The file photo shows a Yemeni girl holding shrapnel in the Yemeni city of Ta'iz in March 2021.

The United Nations Committee Against Torture has voiced concern over the torture and ill-treatment of Yemenis by the United Arab Emirates (UAE) armed forces, state security agencies, and on-state armed groups, calling for a "viable pathway” through which victims can seek justice.

The committee made the remarks during its concluding session on Friday, as it highlighted the UAE’s involvement in the ongoing Saudi-led war on Yemen.

It also assigned special responsibility to investigators and prosecutors that work with crimes of torture and abuse, calling for a viable pathway for victims to seek justice, redress and rehabilitation. 

In addition to the UAE, the UN committee also released findings on Botswana, Nicaragua, and Palestine, officially known as the Concluding Observation, as it concluded its current session on Friday.   

It will hold its next session from October 31 to November 25 to review Australia, Chad, El Salvador, Malawi, Somalia and Uganda. 

The latest development comes as human rights advocates have documented numerous abuses by UAE-backed security forces in southern Yemen, including enforced disappearances, arbitrary detentions, and inhumane detention conditions during the COVID-19 pandemic.

In a September 2020 report, the UN Group of Eminent Experts on Yemen found that the UAE was continuing its air operations and support for local Yemeni forces on the ground in southern Yemen, despite apparently withdrawing most of its ground troops in mid-2019.
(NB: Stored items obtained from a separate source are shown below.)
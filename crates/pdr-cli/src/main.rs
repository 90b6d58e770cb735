//! Provider-directory resolution CLI.

use clap::{ColorChoice, Parser};
use pdr_cli::logging::{LogConfig, LogFormat, init_logging};
use std::io::IsTerminal;
use tracing::level_filters::LevelFilter;

mod cli;
mod commands;
mod io;
mod summary;
mod types;

use crate::cli::{Cli, Command, LogFormatArg, LogLevelArg};
use crate::commands::{run_match_authority, run_match_national, run_resolve, run_vocab};
use crate::summary::{print_authority_summary, print_national_summary, print_resolve_summary};

fn main() {
    let cli = Cli::parse();
    cli.color.write_global();
    let log_config = log_config_from_cli(&cli);
    if let Err(error) = init_logging(&log_config) {
        eprintln!("error: failed to initialize logging: {error}");
        std::process::exit(1);
    }
    let exit_code = match cli.command {
        Command::Resolve(args) => match run_resolve(&args) {
            Ok(result) => {
                print_resolve_summary(&result);
                if result.row_map_faults > 0 { 1 } else { 0 }
            }
            Err(error) => {
                eprintln!("error: {error:#}");
                1
            }
        },
        Command::MatchAuthority(args) => match run_match_authority(&args) {
            Ok(result) => {
                print_authority_summary(&result);
                0
            }
            Err(error) => {
                eprintln!("error: {error:#}");
                1
            }
        },
        Command::MatchNational(args) => match run_match_national(&args) {
            Ok(result) => {
                print_national_summary(&result);
                0
            }
            Err(error) => {
                eprintln!("error: {error:#}");
                1
            }
        },
        Command::Vocab => match run_vocab() {
            Ok(()) => 0,
            Err(error) => {
                eprintln!("error: {error:#}");
                1
            }
        },
    };
    std::process::exit(exit_code);
}

/// Build logging configuration from CLI flags with consistent precedence.
fn log_config_from_cli(cli: &Cli) -> LogConfig {
    let mut config = LogConfig {
        level_filter: cli.verbosity.tracing_level_filter(),
        ..LogConfig::default()
    };
    config.use_env_filter = !(cli.verbosity.is_present() || cli.log_level.is_some());
    if let Some(level) = cli.log_level {
        config.level_filter = match level {
            LogLevelArg::Error => LevelFilter::ERROR,
            LogLevelArg::Warn => LevelFilter::WARN,
            LogLevelArg::Info => LevelFilter::INFO,
            LogLevelArg::Debug => LevelFilter::DEBUG,
            LogLevelArg::Trace => LevelFilter::TRACE,
        };
    }
    config.format = match cli.log_format {
        LogFormatArg::Pretty => LogFormat::Pretty,
        LogFormatArg::Compact => LogFormat::Compact,
        LogFormatArg::Json => LogFormat::Json,
    };
    config.log_file = cli.log_file.clone();
    config.with_ansi = match cli.color.color {
        ColorChoice::Always => true,
        ColorChoice::Never => false,
        ColorChoice::Auto => cli.log_file.is_none() && std::io::stderr().is_terminal(),
    };
    config
}
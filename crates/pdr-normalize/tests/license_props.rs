use pdr_normalize::normalize;
use proptest::prelude::*;

proptest! {
    /// Re-normalizing the canonical number of any valid normalization is a
    /// no-op: the number survives unchanged and stays valid.
    #[test]
    fn renormalization_is_idempotent(digits in "[0-9]{3,6}") {
        let once = normalize(&digits);
        prop_assert!(once.valid);
        let twice = normalize(&once.number);
        prop_assert!(twice.valid);
        prop_assert_eq!(&twice.number, &once.number);
        prop_assert_eq!(twice.number.len(), 6);
    }

    /// The sub-code split on 8-digit numbers always yields a 6-digit number
    /// whose renormalization is stable.
    #[test]
    fn eight_digit_split_is_stable(digits in "[0-9]{8}") {
        let once = normalize(&digits);
        prop_assert!(once.valid);
        prop_assert_eq!(once.sub_code.len(), 2);
        prop_assert_eq!(once.number.len(), 6);

        let twice = normalize(&once.number);
        prop_assert!(twice.valid);
        prop_assert_eq!(&twice.number, &once.number);
    }

    /// Normalization never panics on arbitrary input.
    #[test]
    fn never_panics(raw in "\\PC{0,40}") {
        let _ = normalize(&raw);
    }

    /// Registry-style decorated numbers reduce to the bare padded number.
    #[test]
    fn decorated_forms_agree_with_plain(digits in "[0-9]{6}") {
        let plain = normalize(&digits);
        let decorated = normalize(&format!("R-{digits}-1"));
        prop_assert!(plain.valid && decorated.valid);
        prop_assert_eq!(plain.number, decorated.number);
    }
}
Also in June, the rapes of six minor girls in Yemen’s western coastal province of Hudaydah provoked outrage in the country after it was learned that Takfiri terrorists, supported by the UAE, had perpetrated the horrendous crime.

The Entesaf Organization for the Protection of Women’s and Children’s Rights vehemently condemned the rapes in the strongest terms, stating that all forms of sexual violence are rejected by the international humanitarian law and that all states are obliged to prosecute the perpetrators.

The organization also denounced the continued international silence on the crimes, blaming the inaction of the United Nations and all its bodies for the perpetration of these heinous acts and their negative repercussions on the Yemeni society.

Saudi Arabia launched a devastating war on Yemen in March 2015 in collaboration with its Arab allies and with arms and logistics support from the US and other Western states.

The objective was to reinstall the Riyadh-friendly regime of Abd Rabbuh Mansur Hadi and crush the Ansarullah resistance movement, which has been running state affairs in the absence of a functional government in Yemen.

While the Saudi-led coalition has failed to meet its objectives, the war has killed hundreds of thousands of Yemenis and spawned the world’s worst humanitarian crisis.